**EXERCISE OBJECTIVE:** Your task is to find every line in the records that holds the string "quantity" and copy it.

[Stored data entries]
****************

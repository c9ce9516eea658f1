//! Lenient quantity coercion.

/// Coerce quantity-ish cell text to an integer. Integer parse first, then a
/// float parse accepting a zero fractional part, so `"3"`, `" 3 "` and
/// `"3.0"` all coerce to 3. Anything else (`"3.5"`, `"abc"`, blank) has no
/// value — callers treat that as a mismatch, never an error.
pub fn to_int_lenient(raw: &str) -> Option<i64> {
    let t = raw.trim();
    if t.is_empty() {
        return None;
    }
    if let Ok(n) = t.parse::<i64>() {
        return Some(n);
    }
    let f: f64 = t.parse().ok()?;
    if f.fract() == 0.0 && f.abs() < 1e15 {
        Some(f as i64)
    } else {
        None
    }
}

#[cfg(test)]
mod tests {
    use super::*;

    #[test]
    fn integer_forms_coerce() {
        assert_eq!(to_int_lenient("3"), Some(3));
        assert_eq!(to_int_lenient(" 3 "), Some(3));
        assert_eq!(to_int_lenient("3.0"), Some(3));
        assert_eq!(to_int_lenient("-2"), Some(-2));
        assert_eq!(to_int_lenient("0"), Some(0));
    }

    #[test]
    fn non_integers_have_no_value() {
        assert_eq!(to_int_lenient(""), None);
        assert_eq!(to_int_lenient("   "), None);
        assert_eq!(to_int_lenient("abc"), None);
        assert_eq!(to_int_lenient("3.5"), None);
        assert_eq!(to_int_lenient("1,5"), None);
        assert_eq!(to_int_lenient("NaN"), None);
        assert_eq!(to_int_lenient("inf"), None);
    }

    #[test]
    fn huge_floats_are_rejected() {
        assert_eq!(to_int_lenient("1e20"), None);
    }
}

****************

**ANSWER FOR THIS EXERCISE:**
//! Lenient quantity coercion.
/// Coerce quantity-ish cell text to an integer. Integer parse first, then a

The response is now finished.